Saved entries
··········

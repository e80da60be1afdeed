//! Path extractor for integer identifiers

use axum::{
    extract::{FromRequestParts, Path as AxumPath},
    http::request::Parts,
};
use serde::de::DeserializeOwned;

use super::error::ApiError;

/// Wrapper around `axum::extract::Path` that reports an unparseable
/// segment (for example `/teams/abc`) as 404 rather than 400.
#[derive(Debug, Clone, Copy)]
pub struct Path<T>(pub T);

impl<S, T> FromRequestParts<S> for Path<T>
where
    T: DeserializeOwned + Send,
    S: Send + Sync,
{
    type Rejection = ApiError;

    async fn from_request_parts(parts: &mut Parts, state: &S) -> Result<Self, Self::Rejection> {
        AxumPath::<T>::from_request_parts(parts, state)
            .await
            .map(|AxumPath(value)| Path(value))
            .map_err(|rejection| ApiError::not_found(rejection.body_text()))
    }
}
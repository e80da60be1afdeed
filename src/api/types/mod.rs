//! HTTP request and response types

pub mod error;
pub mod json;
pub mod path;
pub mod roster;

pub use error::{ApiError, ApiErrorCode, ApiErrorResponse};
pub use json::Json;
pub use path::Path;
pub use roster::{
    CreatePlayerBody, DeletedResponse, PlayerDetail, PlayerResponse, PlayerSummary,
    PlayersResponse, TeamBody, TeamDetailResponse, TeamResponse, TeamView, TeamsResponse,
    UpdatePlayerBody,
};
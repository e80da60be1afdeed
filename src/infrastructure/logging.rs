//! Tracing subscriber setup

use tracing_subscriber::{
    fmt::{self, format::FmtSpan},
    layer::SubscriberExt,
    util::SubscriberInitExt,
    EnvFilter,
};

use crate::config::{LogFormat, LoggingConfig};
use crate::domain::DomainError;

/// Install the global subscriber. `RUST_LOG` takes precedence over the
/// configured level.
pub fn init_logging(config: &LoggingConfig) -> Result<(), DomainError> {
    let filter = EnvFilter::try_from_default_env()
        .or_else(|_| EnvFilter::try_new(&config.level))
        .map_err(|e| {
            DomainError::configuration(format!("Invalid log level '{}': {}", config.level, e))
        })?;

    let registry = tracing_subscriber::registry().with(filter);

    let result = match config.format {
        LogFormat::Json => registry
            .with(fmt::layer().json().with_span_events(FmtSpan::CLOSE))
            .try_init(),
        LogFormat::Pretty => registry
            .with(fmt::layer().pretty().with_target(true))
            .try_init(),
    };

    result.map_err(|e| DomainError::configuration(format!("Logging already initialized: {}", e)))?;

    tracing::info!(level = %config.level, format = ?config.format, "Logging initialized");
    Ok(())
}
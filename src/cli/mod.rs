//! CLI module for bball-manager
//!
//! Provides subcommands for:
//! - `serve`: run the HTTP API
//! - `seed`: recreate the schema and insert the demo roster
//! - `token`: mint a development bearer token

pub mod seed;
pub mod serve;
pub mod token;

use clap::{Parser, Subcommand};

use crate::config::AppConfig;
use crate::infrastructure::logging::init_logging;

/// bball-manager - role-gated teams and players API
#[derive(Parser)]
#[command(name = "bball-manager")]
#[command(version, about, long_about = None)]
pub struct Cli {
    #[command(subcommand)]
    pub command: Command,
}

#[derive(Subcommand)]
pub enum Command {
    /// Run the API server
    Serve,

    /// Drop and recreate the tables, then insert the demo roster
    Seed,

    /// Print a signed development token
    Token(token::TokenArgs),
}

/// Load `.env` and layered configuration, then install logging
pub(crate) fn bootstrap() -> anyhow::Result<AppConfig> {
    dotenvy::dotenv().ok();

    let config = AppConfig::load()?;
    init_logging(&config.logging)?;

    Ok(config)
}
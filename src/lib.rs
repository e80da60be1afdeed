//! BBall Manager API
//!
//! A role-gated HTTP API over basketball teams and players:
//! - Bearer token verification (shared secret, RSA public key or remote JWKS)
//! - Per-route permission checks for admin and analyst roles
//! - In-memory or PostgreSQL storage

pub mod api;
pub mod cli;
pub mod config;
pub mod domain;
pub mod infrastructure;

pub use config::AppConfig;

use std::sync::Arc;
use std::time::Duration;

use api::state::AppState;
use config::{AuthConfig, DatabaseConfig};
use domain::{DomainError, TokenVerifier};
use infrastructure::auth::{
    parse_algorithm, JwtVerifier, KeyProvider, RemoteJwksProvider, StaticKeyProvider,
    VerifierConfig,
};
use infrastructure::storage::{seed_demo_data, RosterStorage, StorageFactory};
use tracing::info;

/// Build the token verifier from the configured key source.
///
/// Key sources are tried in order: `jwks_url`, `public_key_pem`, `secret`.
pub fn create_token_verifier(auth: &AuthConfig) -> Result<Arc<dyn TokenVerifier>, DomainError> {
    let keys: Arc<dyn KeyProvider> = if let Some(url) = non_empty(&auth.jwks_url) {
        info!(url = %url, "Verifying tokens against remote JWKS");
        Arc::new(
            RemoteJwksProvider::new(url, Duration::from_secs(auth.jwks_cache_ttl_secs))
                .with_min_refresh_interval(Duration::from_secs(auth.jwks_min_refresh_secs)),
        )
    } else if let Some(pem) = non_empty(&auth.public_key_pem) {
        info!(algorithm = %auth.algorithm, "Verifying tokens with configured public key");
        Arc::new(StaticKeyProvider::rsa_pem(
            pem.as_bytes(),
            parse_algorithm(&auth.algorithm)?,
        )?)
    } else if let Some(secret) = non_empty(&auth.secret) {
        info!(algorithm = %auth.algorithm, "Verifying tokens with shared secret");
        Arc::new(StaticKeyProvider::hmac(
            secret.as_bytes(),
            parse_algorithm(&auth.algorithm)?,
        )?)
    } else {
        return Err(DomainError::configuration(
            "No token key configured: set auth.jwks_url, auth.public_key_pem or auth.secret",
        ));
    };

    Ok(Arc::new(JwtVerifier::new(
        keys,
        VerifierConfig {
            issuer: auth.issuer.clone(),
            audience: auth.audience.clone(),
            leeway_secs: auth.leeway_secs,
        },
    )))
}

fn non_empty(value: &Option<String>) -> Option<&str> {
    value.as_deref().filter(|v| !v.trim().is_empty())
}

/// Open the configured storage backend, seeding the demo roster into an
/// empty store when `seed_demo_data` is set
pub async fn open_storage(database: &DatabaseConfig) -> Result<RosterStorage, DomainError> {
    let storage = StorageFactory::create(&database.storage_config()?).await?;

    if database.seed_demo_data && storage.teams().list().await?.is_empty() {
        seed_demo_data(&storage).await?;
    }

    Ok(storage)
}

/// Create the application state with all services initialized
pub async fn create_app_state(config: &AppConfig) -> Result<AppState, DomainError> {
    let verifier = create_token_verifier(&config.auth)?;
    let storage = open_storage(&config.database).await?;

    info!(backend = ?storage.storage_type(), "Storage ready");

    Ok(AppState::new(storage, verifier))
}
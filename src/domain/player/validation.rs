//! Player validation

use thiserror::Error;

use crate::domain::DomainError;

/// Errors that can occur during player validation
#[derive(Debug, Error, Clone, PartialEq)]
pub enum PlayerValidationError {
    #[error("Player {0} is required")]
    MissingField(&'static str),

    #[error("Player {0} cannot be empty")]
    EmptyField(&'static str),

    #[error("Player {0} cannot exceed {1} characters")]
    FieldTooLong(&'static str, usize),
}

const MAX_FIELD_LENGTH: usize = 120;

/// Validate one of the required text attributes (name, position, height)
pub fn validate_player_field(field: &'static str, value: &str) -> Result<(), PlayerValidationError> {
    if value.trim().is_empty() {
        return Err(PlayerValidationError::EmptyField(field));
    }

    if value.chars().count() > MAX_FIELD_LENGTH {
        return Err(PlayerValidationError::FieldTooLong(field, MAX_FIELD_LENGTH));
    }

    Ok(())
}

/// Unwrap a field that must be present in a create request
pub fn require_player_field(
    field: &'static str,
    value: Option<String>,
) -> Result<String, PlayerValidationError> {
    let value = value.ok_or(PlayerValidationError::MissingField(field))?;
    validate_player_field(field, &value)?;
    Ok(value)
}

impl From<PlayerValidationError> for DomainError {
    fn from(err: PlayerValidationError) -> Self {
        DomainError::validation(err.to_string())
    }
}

··········

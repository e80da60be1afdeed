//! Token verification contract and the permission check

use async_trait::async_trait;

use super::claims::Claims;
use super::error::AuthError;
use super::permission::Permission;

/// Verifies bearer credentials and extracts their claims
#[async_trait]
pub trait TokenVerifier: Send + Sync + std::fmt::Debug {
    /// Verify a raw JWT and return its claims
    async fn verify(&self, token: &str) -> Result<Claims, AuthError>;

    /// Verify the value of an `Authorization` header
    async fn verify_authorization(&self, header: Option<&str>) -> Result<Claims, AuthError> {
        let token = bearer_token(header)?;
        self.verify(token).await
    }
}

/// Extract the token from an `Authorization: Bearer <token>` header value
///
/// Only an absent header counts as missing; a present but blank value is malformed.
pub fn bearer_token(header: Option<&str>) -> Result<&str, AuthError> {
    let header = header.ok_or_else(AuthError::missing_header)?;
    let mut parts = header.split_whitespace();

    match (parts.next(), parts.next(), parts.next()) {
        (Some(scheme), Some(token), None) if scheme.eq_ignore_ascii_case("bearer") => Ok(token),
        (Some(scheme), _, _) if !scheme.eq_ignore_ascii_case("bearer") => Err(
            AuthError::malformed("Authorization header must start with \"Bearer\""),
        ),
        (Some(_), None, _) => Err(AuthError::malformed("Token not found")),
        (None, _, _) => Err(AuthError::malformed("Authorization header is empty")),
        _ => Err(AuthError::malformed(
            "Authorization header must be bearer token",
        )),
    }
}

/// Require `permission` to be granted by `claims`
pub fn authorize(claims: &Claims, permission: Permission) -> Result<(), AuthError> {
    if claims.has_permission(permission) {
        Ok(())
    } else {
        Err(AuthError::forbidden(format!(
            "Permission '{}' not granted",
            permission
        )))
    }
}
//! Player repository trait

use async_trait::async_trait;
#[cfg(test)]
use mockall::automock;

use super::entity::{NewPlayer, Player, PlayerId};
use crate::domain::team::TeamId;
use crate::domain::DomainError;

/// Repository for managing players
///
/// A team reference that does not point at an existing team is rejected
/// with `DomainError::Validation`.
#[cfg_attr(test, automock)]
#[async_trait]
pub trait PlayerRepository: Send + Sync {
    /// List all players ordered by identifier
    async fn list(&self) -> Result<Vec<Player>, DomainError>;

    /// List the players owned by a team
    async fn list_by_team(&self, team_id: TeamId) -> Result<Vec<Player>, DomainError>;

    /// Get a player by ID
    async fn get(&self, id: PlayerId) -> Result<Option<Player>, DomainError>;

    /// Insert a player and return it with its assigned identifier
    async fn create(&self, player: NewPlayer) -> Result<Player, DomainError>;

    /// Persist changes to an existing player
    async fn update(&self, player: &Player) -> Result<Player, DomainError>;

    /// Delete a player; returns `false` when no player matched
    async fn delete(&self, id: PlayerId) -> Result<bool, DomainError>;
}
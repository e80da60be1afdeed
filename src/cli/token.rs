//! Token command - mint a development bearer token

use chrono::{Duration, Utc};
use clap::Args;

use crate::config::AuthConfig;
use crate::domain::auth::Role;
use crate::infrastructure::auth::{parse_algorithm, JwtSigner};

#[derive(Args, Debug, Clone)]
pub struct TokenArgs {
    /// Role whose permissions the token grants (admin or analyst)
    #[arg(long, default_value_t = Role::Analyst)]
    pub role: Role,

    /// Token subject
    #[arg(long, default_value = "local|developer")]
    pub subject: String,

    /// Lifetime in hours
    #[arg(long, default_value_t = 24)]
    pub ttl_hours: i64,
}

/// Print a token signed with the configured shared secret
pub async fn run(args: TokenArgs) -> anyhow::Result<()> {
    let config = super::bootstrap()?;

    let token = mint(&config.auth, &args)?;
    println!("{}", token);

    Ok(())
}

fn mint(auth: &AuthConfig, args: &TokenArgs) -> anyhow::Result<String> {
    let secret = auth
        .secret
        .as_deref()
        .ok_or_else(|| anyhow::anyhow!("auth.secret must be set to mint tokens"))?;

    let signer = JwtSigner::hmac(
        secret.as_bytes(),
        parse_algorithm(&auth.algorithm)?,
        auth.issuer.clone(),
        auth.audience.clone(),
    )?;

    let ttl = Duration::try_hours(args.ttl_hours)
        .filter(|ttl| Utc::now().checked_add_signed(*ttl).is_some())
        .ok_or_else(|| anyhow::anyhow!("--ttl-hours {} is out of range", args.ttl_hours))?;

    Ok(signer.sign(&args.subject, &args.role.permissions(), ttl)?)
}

··········

-- Aim of the task --
Check the records above and copy each line that has the string "TokenArgs".

-- Finished exercise --
    Token(token::TokenArgs),
pub struct TokenArgs {
pub async fn run(args: TokenArgs) -> anyhow::Result<()> {
fn mint(auth: &AuthConfig, args: &TokenArgs) -> anyhow::Result<String> {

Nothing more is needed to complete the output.